Saved data entries

-*-

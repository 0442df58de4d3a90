use std::sync::atomic::{AtomicU64, AtomicUsize, Ordering};
use std::time::Duration;

use serde_json::{json, Value};

use super::Interceptor;
use crate::aspect::CheckOutcome;
use crate::server::{HttpRequest, HttpResponse};

/// Request counters fed by the interceptor chain.
///
/// Counts are taken in `after`. Requests short-circuited by an entry ahead of
/// this one never reach it and are not counted. A short-circuit further down
/// the chain is counted with its status. All counters use relaxed atomics.
#[derive(Debug, Default)]
pub struct MetricsInterceptor {
    request_count: AtomicUsize,
    total_latency_ns: AtomicU64,
    client_errors: AtomicUsize,
    server_errors: AtomicUsize,
    in_flight: AtomicUsize,
}

impl MetricsInterceptor {
    #[must_use]
    pub fn new() -> Self {
        Self::default()
    }

    #[must_use]
    pub fn request_count(&self) -> usize {
        self.request_count.load(Ordering::Relaxed)
    }

    /// Mean latency across all counted requests. Zero before the first one.
    #[must_use]
    pub fn average_latency(&self) -> Duration {
        let count = self.request_count.load(Ordering::Relaxed) as u64;
        if count == 0 {
            Duration::from_nanos(0)
        } else {
            Duration::from_nanos(self.total_latency_ns.load(Ordering::Relaxed) / count)
        }
    }

    /// Responses with a 4xx status
    #[must_use]
    pub fn client_errors(&self) -> usize {
        self.client_errors.load(Ordering::Relaxed)
    }

    /// Responses with a 5xx status
    #[must_use]
    pub fn server_errors(&self) -> usize {
        self.server_errors.load(Ordering::Relaxed)
    }

    #[must_use]
    pub fn in_flight(&self) -> usize {
        self.in_flight.load(Ordering::Relaxed)
    }

    #[must_use]
    pub fn snapshot(&self) -> Value {
        json!({
            "requests": self.request_count(),
            "average_latency_us": self.average_latency().as_micros() as u64,
            "client_errors": self.client_errors(),
            "server_errors": self.server_errors(),
            "in_flight": self.in_flight(),
        })
    }
}

impl Interceptor for MetricsInterceptor {
    fn before(&self, _req: &mut HttpRequest) -> CheckOutcome {
        self.in_flight.fetch_add(1, Ordering::Relaxed);
        CheckOutcome::Continue
    }

    fn after(
        &self,
        _req: &HttpRequest,
        resp: &mut HttpResponse,
        elapsed: Duration,
    ) -> anyhow::Result<()> {
        // saturating: direct callers may run `after` without `before`
        let _ = self
            .in_flight
            .fetch_update(Ordering::Relaxed, Ordering::Relaxed, |n| n.checked_sub(1));
        self.request_count.fetch_add(1, Ordering::Relaxed);
        self.total_latency_ns
            .fetch_add(elapsed.as_nanos() as u64, Ordering::Relaxed);
        match resp.status {
            400..=499 => {
                self.client_errors.fetch_add(1, Ordering::Relaxed);
            }
            500..=599 => {
                self.server_errors.fetch_add(1, Ordering::Relaxed);
            }
            _ => {}
        }
        Ok(())
    }
}
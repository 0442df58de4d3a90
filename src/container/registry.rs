use std::any::{type_name, Any, TypeId};
use std::collections::HashMap;
use std::fmt;
use std::sync::Arc;

use tracing::{debug, info, warn};

use super::wiring::Injector;
use crate::router::Controller;

/// A registered component.
///
/// `wire` is called once during startup with an [`Injector`]; components fill
/// their [`Inject`](super::Inject) slots there. Components without
/// dependencies keep the empty default.
pub trait Component: Any + Send + Sync {
    fn wire(&self, _injector: &mut Injector<'_>) {}
}

/// Identity of a capability (usually a `dyn Trait` type).
#[derive(Debug, Clone, Copy, PartialEq, Eq, Hash)]
pub struct CapabilityKey {
    pub type_id: TypeId,
    pub type_name: &'static str,
}

impl CapabilityKey {
    #[must_use]
    pub fn of<C: ?Sized + 'static>() -> Self {
        Self {
            type_id: TypeId::of::<C>(),
            type_name: type_name::<C>(),
        }
    }
}

impl fmt::Display for CapabilityKey {
    fn fmt(&self, f: &mut fmt::Formatter<'_>) -> fmt::Result {
        f.write_str(self.type_name)
    }
}

#[derive(Debug, Clone, Copy, PartialEq, Eq, Default)]
pub enum Lifecycle {
    #[default]
    Singleton,
}

#[derive(Debug, Clone, Copy, PartialEq, Eq)]
pub enum ComponentKind {
    Component,
    Controller,
}

/// Immutable registration record for one component type.
#[derive(Debug, Clone)]
pub struct ComponentDescriptor {
    pub type_id: TypeId,
    pub type_name: &'static str,
    /// Declared capabilities in declaration order. Only the first is bound.
    pub capabilities: Vec<CapabilityKey>,
    pub lifecycle: Lifecycle,
    pub kind: ComponentKind,
}

#[derive(Debug, Clone, PartialEq, Eq)]
pub enum ResolveError {
    NotFound { type_name: &'static str },
}

impl fmt::Display for ResolveError {
    fn fmt(&self, f: &mut fmt::Formatter<'_>) -> fmt::Result {
        match self {
            ResolveError::NotFound { type_name } => {
                write!(f, "no component registered for {type_name}")
            }
        }
    }
}

impl std::error::Error for ResolveError {}

type CapabilityCast<T> = Box<dyn Fn(&Arc<T>) -> Box<dyn Any + Send + Sync>>;

struct CapabilityBinding<T> {
    key: CapabilityKey,
    cast: CapabilityCast<T>,
}

/// Registration input: how to build a component and what it provides.
///
/// ```ignore
/// registry.register_with(
///     ComponentDef::new(PgUserRepo::default())
///         .provides::<dyn UserRepo>(|c| c as Arc<dyn UserRepo>),
/// );
/// ```
pub struct ComponentDef<T: Component> {
    factory: Box<dyn FnOnce() -> T>,
    capabilities: Vec<CapabilityBinding<T>>,
}

impl<T: Component> ComponentDef<T> {
    #[must_use]
    pub fn new(instance: T) -> Self {
        Self::with_factory(move || instance)
    }

    /// Defer construction; the factory only runs if the type is not yet registered.
    #[must_use]
    pub fn with_factory(factory: impl FnOnce() -> T + 'static) -> Self {
        Self {
            factory: Box::new(factory),
            capabilities: Vec::new(),
        }
    }

    /// Declare a capability with the cast that turns the instance into it.
    #[must_use]
    pub fn provides<C>(mut self, cast: fn(Arc<T>) -> Arc<C>) -> Self
    where
        C: ?Sized + Send + Sync + 'static,
    {
        self.capabilities.push(CapabilityBinding {
            key: CapabilityKey::of::<C>(),
            cast: Box::new(move |instance| {
                let cap: Arc<C> = cast(Arc::clone(instance));
                Box::new(cap)
            }),
        });
        self
    }
}

impl<T: Component> From<T> for ComponentDef<T> {
    fn from(instance: T) -> Self {
        Self::new(instance)
    }
}

/// A registered instance, type-erased for the wiring pass.
#[derive(Clone)]
pub(crate) struct InstanceRecord {
    pub(crate) type_name: &'static str,
    pub(crate) component: Arc<dyn Component>,
}

/// A registered controller, as the route table builder sees it.
#[derive(Clone)]
pub struct ControllerHandle {
    pub type_id: TypeId,
    pub type_name: &'static str,
    pub controller: Arc<dyn Controller>,
    pub instance: Arc<dyn Any + Send + Sync>,
}

impl fmt::Debug for ControllerHandle {
    fn fmt(&self, f: &mut fmt::Formatter<'_>) -> fmt::Result {
        f.debug_struct("ControllerHandle")
            .field("type_name", &self.type_name)
            .finish_non_exhaustive()
    }
}

/// Singleton store keyed by concrete type and by capability.
///
/// Both keys map to the same `Arc` allocation. The registry is built during
/// startup through `&mut self` and read-only afterwards.
#[derive(Default)]
pub struct Registry {
    descriptors: Vec<ComponentDescriptor>,
    slots: HashMap<TypeId, Box<dyn Any + Send + Sync>>,
    capability_owner: HashMap<TypeId, &'static str>,
    instances: Vec<InstanceRecord>,
    controllers: Vec<ControllerHandle>,
}

impl Registry {
    #[must_use]
    pub fn new() -> Self {
        Self::default()
    }

    /// Register a component with no capabilities.
    pub fn register<T: Component>(&mut self, instance: T) -> Arc<T> {
        self.register_with(ComponentDef::new(instance))
    }

    pub fn register_with<T: Component>(&mut self, def: ComponentDef<T>) -> Arc<T> {
        self.insert(def, ComponentKind::Component).0
    }

    /// Register a controller. Its routes are collected when the route table is built.
    pub fn register_controller<T: Controller>(&mut self, def: impl Into<ComponentDef<T>>) -> Arc<T> {
        let (instance, fresh) = self.insert(def.into(), ComponentKind::Controller);
        if fresh {
            let controller: Arc<dyn Controller> = Arc::clone(&instance) as Arc<dyn Controller>;
            let any: Arc<dyn Any + Send + Sync> = Arc::clone(&instance) as Arc<dyn Any + Send + Sync>;
            self.controllers.push(ControllerHandle {
                type_id: TypeId::of::<T>(),
                type_name: type_name::<T>(),
                controller,
                instance: any,
            });
        }
        instance
    }

    fn insert<T: Component>(&mut self, def: ComponentDef<T>, kind: ComponentKind) -> (Arc<T>, bool) {
        let type_name = type_name::<T>();
        if let Some(existing) = self.resolve::<T>() {
            debug!(component = type_name, "Component already registered, keeping existing instance");
            return (existing, false);
        }

        let instance = Arc::new((def.factory)());
        self.slots
            .insert(TypeId::of::<T>(), Box::new(Arc::clone(&instance)));

        let capabilities: Vec<CapabilityKey> = def.capabilities.iter().map(|c| c.key).collect();
        if let Some(first) = def.capabilities.first() {
            if let Some(previous) = self.capability_owner.insert(first.key.type_id, type_name) {
                warn!(
                    capability = %first.key,
                    previous = previous,
                    component = type_name,
                    "Capability rebound, last registration wins"
                );
            }
            self.slots.insert(first.key.type_id, (first.cast)(&instance));
        }
        for ignored in def.capabilities.iter().skip(1) {
            debug!(
                capability = %ignored.key,
                component = type_name,
                "Only the first declared capability is bound"
            );
        }

        self.descriptors.push(ComponentDescriptor {
            type_id: TypeId::of::<T>(),
            type_name,
            capabilities,
            lifecycle: Lifecycle::Singleton,
            kind,
        });
        self.instances.push(InstanceRecord {
            type_name,
            component: Arc::clone(&instance) as Arc<dyn Component>,
        });
        info!(component = type_name, kind = ?kind, "Component registered");
        (instance, true)
    }

    /// Resolve by concrete type or by capability.
    #[must_use]
    pub fn resolve<T>(&self) -> Option<Arc<T>>
    where
        T: ?Sized + Send + Sync + 'static,
    {
        self.slots
            .get(&TypeId::of::<T>())?
            .downcast_ref::<Arc<T>>()
            .cloned()
    }

    pub fn try_resolve<T>(&self) -> Result<Arc<T>, ResolveError>
    where
        T: ?Sized + Send + Sync + 'static,
    {
        self.resolve::<T>().ok_or(ResolveError::NotFound {
            type_name: type_name::<T>(),
        })
    }

    #[must_use]
    pub fn contains<T: ?Sized + 'static>(&self) -> bool {
        self.slots.contains_key(&TypeId::of::<T>())
    }

    #[must_use]
    pub fn descriptors(&self) -> &[ComponentDescriptor] {
        &self.descriptors
    }

    #[must_use]
    pub fn controllers(&self) -> &[ControllerHandle] {
        &self.controllers
    }

    pub(crate) fn instance_at(&self, index: usize) -> Option<InstanceRecord> {
        self.instances.get(index).cloned()
    }

    #[must_use]
    pub fn len(&self) -> usize {
        self.descriptors.len()
    }

    #[must_use]
    pub fn is_empty(&self) -> bool {
        self.descriptors.is_empty()
    }

    /// Drop every instance the registry holds.
    pub fn clear(&mut self) {
        let released = self.descriptors.len();
        self.controllers.clear();
        self.instances.clear();
        self.slots.clear();
        self.capability_owner.clear();
        self.descriptors.clear();
        debug!(released, "Registry released");
    }
}

impl fmt::Debug for Registry {
    fn fmt(&self, f: &mut fmt::Formatter<'_>) -> fmt::Result {
        f.debug_struct("Registry")
            .field("components", &self.descriptors.len())
            .field("controllers", &self.controllers.len())
            .finish()
    }
}
use std::fmt::{Display, Formatter};
use std::str::FromStr;

use serde::{Serialize, Serializer};

/// Correlation id attached to every request, backed by a ULID.
///
/// Ids sort by creation time, which keeps log lines for one request
/// grouped when they are ordered by id.
#[derive(Clone, Copy, Eq, PartialEq, Hash, Debug)]
pub struct RequestId(ulid::Ulid);

impl RequestId {
    #[must_use]
    pub fn new() -> Self {
        Self(ulid::Ulid::new())
    }

    /// Use the caller's `x-request-id` when it is a valid ULID, otherwise mint one.
    #[must_use]
    pub fn from_header_or_new(header_value: Option<&str>) -> Self {
        header_value
            .map(str::trim)
            .and_then(|s| s.parse::<RequestId>().ok())
            .unwrap_or_default()
    }

    #[must_use]
    pub fn as_ulid(&self) -> ulid::Ulid {
        self.0
    }
}

impl Default for RequestId {
    fn default() -> Self {
        Self::new()
    }
}

impl Display for RequestId {
    fn fmt(&self, f: &mut Formatter<'_>) -> std::fmt::Result {
        Display::fmt(&self.0, f)
    }
}

impl FromStr for RequestId {
    type Err = ulid::DecodeError;

    fn from_str(s: &str) -> Result<Self, Self::Err> {
        ulid::Ulid::from_string(s).map(RequestId)
    }
}

impl Serialize for RequestId {
    fn serialize<S: Serializer>(&self, serializer: S) -> Result<S::Ok, S::Error> {
        serializer.collect_str(self)
    }
}
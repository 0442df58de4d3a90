//! Startup phases, readiness, shutdown and restart over a fake transport.

use std::sync::atomic::{AtomicUsize, Ordering};
use std::sync::Arc;

use brrtboot::aspect::FailPolicy;
use brrtboot::config::{EnvConfig, ServerConfig};
use brrtboot::container::Registry;
use brrtboot::interceptor::InterceptorEntry;
use brrtboot::server::{HttpRequest, LocalTransport, Transport};
use brrtboot::{Application, StartupError};
use http::Method;

mod common;
use common::components::{register_aspects, register_samples, PingController};
use common::interceptors::{event_log, RecordingInterceptor};
use common::transport::FakeTransport;

fn samples(registry: &mut Registry) -> anyhow::Result<()> {
    register_samples(registry);
    Ok(())
}

#[test]
fn test_start_reaches_ready_and_serves() {
    common::tracing_init::init();
    let transport = Arc::new(FakeTransport::default());
    let app = Application::builder()
        .config(ServerConfig::default().with_port(9090).with_context_path("/api"))
        .transport(Arc::clone(&transport) as Arc<dyn Transport>)
        .source(samples)
        .start()
        .unwrap();

    assert!(app.is_running());
    assert_eq!(app.url(), "http://localhost:9090/api");
    assert_eq!(transport.starts(), 1);
    assert_eq!(*transport.last_port.lock(), Some(9090));
    assert!(app.wiring().is_complete());

    let service = app.service().unwrap();
    assert_eq!(service.context_path(), Some("/api"));
    let resp = service.handle(HttpRequest::get("/ping"));
    assert_eq!(resp.status, 200);
    assert_eq!(resp.body_str(), Some("pong"));

    let missing = service.handle(HttpRequest::get("/missing"));
    assert_eq!(missing.status, 404);
    let body = missing.body_json().unwrap();
    assert_eq!(body["error"], "Not Found");
    assert_eq!(body["path"], "/missing");
}

#[test]
fn test_sources_run_in_declaration_order() {
    let order = Arc::new(parking_lot::Mutex::new(Vec::new()));
    let first = Arc::clone(&order);
    let second = Arc::clone(&order);
    let app = Application::builder()
        .transport(Arc::new(LocalTransport))
        .source(move |registry| {
            first.lock().push(registry.len());
            registry.register_controller(PingController);
            Ok(())
        })
        .source(move |registry| {
            second.lock().push(registry.len());
            Ok(())
        })
        .start()
        .unwrap();
    assert_eq!(*order.lock(), vec![0, 1]);
    assert!(app.local_addr().is_none());
}

#[test]
fn test_failing_source_aborts_startup() {
    let transport = Arc::new(FakeTransport::default());
    let result = Application::builder()
        .transport(Arc::clone(&transport) as Arc<dyn Transport>)
        .source(samples)
        .source(|_registry| anyhow::bail!("scan failed"))
        .start();

    match result {
        Err(StartupError::Scan { index, error }) => {
            assert_eq!(index, 1);
            assert_eq!(error.to_string(), "scan failed");
        }
        other => panic!("expected scan error, got {:?}", other.map(|_| ())),
    }
    assert_eq!(transport.starts(), 0);
}

#[test]
fn test_bind_failure_is_startup_error() {
    let result = Application::builder()
        .transport(Arc::new(FakeTransport::failing()))
        .source(samples)
        .start();
    match result {
        Err(err @ StartupError::Bind(_)) => {
            assert!(err.to_string().contains("address already in use"));
        }
        other => panic!("expected bind error, got {:?}", other.map(|_| ())),
    }
}

#[test]
fn test_invalid_config_is_startup_error() {
    let result = Application::builder()
        .config_source(EnvConfig::default().with_vars([("BOOT_HTTP_PORT", "eighty")]))
        .transport(Arc::new(LocalTransport))
        .start();
    assert!(matches!(result, Err(StartupError::Config(_))));
}

#[test]
fn test_config_source_drives_fail_policy() {
    let transport = Arc::new(FakeTransport::default());
    let app = Application::builder()
        .config_source(EnvConfig::default().with_vars([
            ("BOOT_HTTP_PORT", "8181"),
            ("BOOT_ASPECT_FAIL_CLOSED", "true"),
        ]))
        .transport(Arc::clone(&transport) as Arc<dyn Transport>)
        .source(samples)
        .start()
        .unwrap();

    assert_eq!(app.config().port, 8181);
    let service = app.service().unwrap();
    assert_eq!(service.dispatcher().fail_policy(), FailPolicy::Closed);
    // no aspects registered: guarded action rejected
    let resp = service.handle(HttpRequest::get("/admin/report"));
    assert_eq!(resp.status, 403);
}

#[test]
fn test_registry_aspects_are_used_by_default() {
    let app = Application::builder()
        .transport(Arc::new(LocalTransport))
        .source(samples)
        .source(|registry| {
            register_aspects(registry);
            Ok(())
        })
        .start()
        .unwrap();
    let service = app.service().unwrap();
    let resp = service.handle(
        HttpRequest::get("/admin/report")
            .with_header("x-user", "ada")
            .with_header("x-perms", "reports:read"),
    );
    assert_eq!(resp.status, 200);
    assert_eq!(service.handle(HttpRequest::get("/admin/report")).status, 401);
}

#[test]
fn test_interceptors_wrap_routed_and_unrouted_requests() {
    let log = event_log();
    let app = Application::builder()
        .transport(Arc::new(LocalTransport))
        .interceptor(
            InterceptorEntry::new("rec", Arc::new(RecordingInterceptor::new("rec", &log)))
                .block("/**"),
        )
        .interceptor(
            InterceptorEntry::new(
                "deny",
                Arc::new(RecordingInterceptor::new("deny", &log).short_circuit(418)),
            )
            .block("/users/**"),
        )
        .source(samples)
        .start()
        .unwrap();
    let service = app.service().unwrap();

    assert_eq!(service.handle(HttpRequest::get("/ping")).status, 200);
    assert_eq!(service.handle(HttpRequest::get("/nowhere")).status, 404);
    let denied = service.handle(HttpRequest::get("/users/1"));
    assert_eq!(denied.status, 418);
    // entries whose before ran still see the short-circuit response
    assert_eq!(denied.get_header("x-after-rec"), Some("1"));
    assert_eq!(denied.get_header("x-after-deny"), Some("1"));

    assert_eq!(
        *log.lock(),
        vec![
            "rec.before /ping",
            "rec.after 200",
            "rec.before /nowhere",
            "rec.after 404",
            "rec.before /users/1",
            "deny.before /users/1",
            "rec.after 418",
            "deny.after 418",
        ]
    );
}

#[test]
fn test_shutdown_stops_listener_then_releases_registry() {
    let transport = Arc::new(FakeTransport::default());
    let mut app = Application::builder()
        .transport(Arc::clone(&transport) as Arc<dyn Transport>)
        .source(samples)
        .start()
        .unwrap();
    // the fake transport keeps a service clone; drop it so the registry can be cleared
    transport.last_service.lock().take();

    app.shutdown();
    assert!(!app.is_running());
    assert!(app.service().is_none());
    assert!(app.registry().is_none());
    assert_eq!(transport.stops(), 1);

    app.shutdown();
    assert_eq!(transport.stops(), 1);
}

#[test]
fn test_restart_rescans_and_keeps_interceptors() {
    let scans = Arc::new(AtomicUsize::new(0));
    let counter = Arc::clone(&scans);
    let transport = Arc::new(FakeTransport::default());
    let log = event_log();
    let mut app = Application::builder()
        .transport(Arc::clone(&transport) as Arc<dyn Transport>)
        .interceptor(
            InterceptorEntry::new("rec", Arc::new(RecordingInterceptor::new("rec", &log)))
                .block("/**"),
        )
        .source(move |registry| {
            counter.fetch_add(1, Ordering::SeqCst);
            register_samples(registry);
            Ok(())
        })
        .start()
        .unwrap();

    let before_restart = app.registry().unwrap().resolve::<PingController>().unwrap();
    app.restart().unwrap();

    assert!(app.is_running());
    assert_eq!(scans.load(Ordering::SeqCst), 2);
    assert_eq!(transport.starts(), 2);
    assert_eq!(transport.stops(), 1);
    let after_restart = app.registry().unwrap().resolve::<PingController>().unwrap();
    assert!(!Arc::ptr_eq(&before_restart, &after_restart));

    let resp = app
        .service()
        .unwrap()
        .handle(HttpRequest::new(Method::GET, "/ping"));
    assert_eq!(resp.status, 200);
    assert_eq!(app.interceptors().len(), 1);
    assert_eq!(log.lock().last().map(String::as_str), Some("rec.after 200"));
}

#[test]
fn test_drop_shuts_down() {
    let transport = Arc::new(FakeTransport::default());
    {
        let _app = Application::builder()
            .transport(Arc::clone(&transport) as Arc<dyn Transport>)
            .source(samples)
            .start()
            .unwrap();
    }
    assert_eq!(transport.stops(), 1);
}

-*-

Task details | Across all the records, find the lines containing the word "Sized" and reproduce each one.

Finished task |
    pub fn of<C: ?Sized + 'static>() -> Self {
        C: ?Sized + Send + Sync + 'static,
        T: ?Sized + Send + Sync + 'static,
        T: ?Sized + Send + Sync + 'static,
    pub fn contains<T: ?Sized + 'static>(&self) -> bool {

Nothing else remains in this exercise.